Twitter Pictures Defaming IDF Proven False

Two photos tweeted in past 24 hours, which have been circulation accusations against the IDF, have been proven to be completely false.

Rachel Hirshfeld,

IAF Counterstrike (Gaza)
IAF Counterstrike (Gaza)
Arutz Sheva: Flash 90

Twitter and other social networking sites, for better or worse, continue to significantly impact the way in which people receive and perceive information. 

While a tweet may be limited to 120 characters, it nonetheless has the ability to advocate truth or perpetrate lies, while completely altering the world in which we live.

Two photos tweeted in the past 24 hours, have unfortunately been circulating information that has been proven to be completely false and rooted in lies.

The first picture, tweeted by Khulood Badawi (@KhuloodBadawi) and later by Diana Alzeer (@ManaraRam), depicts a Gaza child who was allegedly killed by an Israeli air strike on the night of March 10th. It was proven to have originated in 2006 and to have had nothing at all to do with current Israeli actions, the IDF blog reported. 

While the photo was proved to be completely false, it nonetheless became the top tweet for #Gaza, with over 300 retweets.

It was then refuted by Avi Mayer (@avimayer), who found that the photo had been used in 2009, and possibly earlier.

“Further research revealed that the photo was taken in 2006 by Reuters, and that the girl, initially thought to have been killed in an Israeli air strike, was injured by falling off a swing. When confronted with this information, Alzeer stated that the photo was taken last night and forwarded to the press that day,” the IDF continued.

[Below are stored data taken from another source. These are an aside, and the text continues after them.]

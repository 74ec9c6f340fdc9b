//! Retry with exponential backoff at the external-call boundary.

use std::thread;
use std::time::{Duration, Instant};

use tracing::debug;

use crate::error::ExternalCallError;

/// Bounded exponential backoff.
#[derive(Debug, Clone, Copy, PartialEq)]
pub struct RetryPolicy {
    /// Total attempts, including the first. At least 1.
    pub max_attempts: u32,
    pub initial_backoff: Duration,
    pub max_backoff: Duration,
    pub backoff_multiplier: f64,
}

impl Default for RetryPolicy {
    fn default() -> Self {
        Self {
            max_attempts: 3,
            initial_backoff: Duration::from_millis(100),
            max_backoff: Duration::from_secs(2),
            backoff_multiplier: 2.0,
        }
    }
}

/// Final result of a retried call.
#[derive(Debug, Clone, PartialEq)]
pub struct RetryOutcome<T> {
    pub result: Result<T, ExternalCallError>,
    pub attempts: u32,
}

impl RetryPolicy {
    /// A single attempt, no retries.
    #[must_use]
    pub fn none() -> Self {
        Self {
            max_attempts: 1,
            ..Self::default()
        }
    }

    /// Delay after the given 1-based attempt fails.
    #[must_use]
    pub fn backoff(&self, attempt: u32) -> Duration {
        let exp = i32::try_from(attempt.saturating_sub(1)).unwrap_or(i32::MAX);
        let secs = self.initial_backoff.as_secs_f64() * self.backoff_multiplier.powi(exp);
        if secs.is_nan() || secs >= self.max_backoff.as_secs_f64() {
            return self.max_backoff;
        }
        Duration::try_from_secs_f64(secs).unwrap_or(self.max_backoff)
    }

    /// Calls `call` until it succeeds, fails permanently, runs out of
    /// attempts, or the next backoff would cross `deadline`.
    ///
    /// `call` receives the 1-based attempt number.
    pub fn run<T, F>(&self, deadline: Instant, mut call: F) -> RetryOutcome<T>
    where
        F: FnMut(u32) -> Result<T, ExternalCallError>,
    {
        let max_attempts = self.max_attempts.max(1);
        let mut attempt = 1;
        loop {
            let err = match call(attempt) {
                Ok(value) => {
                    return RetryOutcome {
                        result: Ok(value),
                        attempts: attempt,
                    }
                }
                Err(err) => err,
            };

            if !err.is_retryable() || attempt >= max_attempts {
                return RetryOutcome {
                    result: Err(err),
                    attempts: attempt,
                };
            }

            let delay = self.backoff(attempt);
            if Instant::now() + delay >= deadline {
                debug!(attempt, error = %err, "no time left to retry");
                return RetryOutcome {
                    result: Err(err),
                    attempts: attempt,
                };
            }

            debug!(attempt, delay_ms = delay.as_millis() as u64, error = %err, "retrying external call");
            thread::sleep(delay);
            attempt += 1;
        }
    }
}

#[cfg(test)]
mod tests {
    use std::cell::Cell;

    use super::*;

    fn fast() -> RetryPolicy {
        RetryPolicy {
            max_attempts: 3,
            initial_backoff: Duration::from_millis(1),
            max_backoff: Duration::from_millis(4),
            backoff_multiplier: 2.0,
        }
    }

    fn far() -> Instant {
        Instant::now() + Duration::from_secs(10)
    }

    #[test]
    fn backoff_grows_and_caps() {
        let p = RetryPolicy {
            max_attempts: 5,
            initial_backoff: Duration::from_millis(100),
            max_backoff: Duration::from_millis(300),
            backoff_multiplier: 2.0,
        };
        assert_eq!(p.backoff(1), Duration::from_millis(100));
        assert_eq!(p.backoff(2), Duration::from_millis(200));
        assert_eq!(p.backoff(3), Duration::from_millis(300));
        assert_eq!(p.backoff(30), Duration::from_millis(300));
    }

    #[test]
    fn transient_failures_are_retried() {
        let calls = Cell::new(0);
        let out = fast().run(far(), |attempt| {
            calls.set(calls.get() + 1);
            if attempt < 3 {
                Err(ExternalCallError::transient("503"))
            } else {
                Ok("patch")
            }
        });
        assert_eq!(out.result, Ok("patch"));
        assert_eq!(out.attempts, 3);
        assert_eq!(calls.get(), 3);
    }

    #[test]
    fn permanent_failure_stops_immediately() {
        let out: RetryOutcome<()> = fast().run(far(), |_| Err(ExternalCallError::permanent("400")));
        assert_eq!(out.attempts, 1);
        assert!(out.result.is_err());
    }

    #[test]
    fn attempts_are_bounded() {
        let out: RetryOutcome<()> = fast().run(far(), |_| Err(ExternalCallError::transient("503")));
        assert_eq!(out.attempts, 3);
    }

    #[test]
    fn backoff_never_crosses_deadline() {
        let slow = RetryPolicy {
            initial_backoff: Duration::from_secs(5),
            max_backoff: Duration::from_secs(5),
            ..fast()
        };
        let started = Instant::now();
        let out: RetryOutcome<()> = slow.run(Instant::now() + Duration::from_millis(50), |_| {
            Err(ExternalCallError::transient("503"))
        });
        assert_eq!(out.attempts, 1);
        assert!(started.elapsed() < Duration::from_secs(1));
    }
}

The Reuters photo, which was taken on August 9, 2006, was originally released with an incorrect caption, and then corrected a day later:

The correction read: “A Palestinian man carries the body of three year-old Raja Abu Shaban, in Gaza August 9, 2006. The three-year-old girl who had been reported killed by an Israeli air strike in Gaza on Wednesday actually died of an accident, Palestinian medical workers said on Thursday. Workers at Gaza’s Shifa hospital said on August 10, 2006 that the initial mistake over the cause of death appeared to have arisen because the girl’s corpse was brought in at the same time as the bodies of the gunmen. Reuters/Mohammed Salem.”

The original tweets, however, have already been picked up by hundreds of others and continue to circulate around the web, despite having been proved to be false.

A second photo tweeted Maissam Nablussi (@Nablussi), allegedly showing an aerial strike in Gaza today, was also proven to be completely unrelated to the current round of violence and dates back to 2009, the IDF blog explained.

On March 11, Nablussi uploaded a photo to Facebook, claiming it depicted “Gaza under attack today.” The Gaza Youth Break Out (@GazaYBO) then retweeted the picture under the same claim.

The photo was revealed to have first appeared on various websites, including that of Reuters, in 2009, following Operation Cast Lead, the IDF blog stated.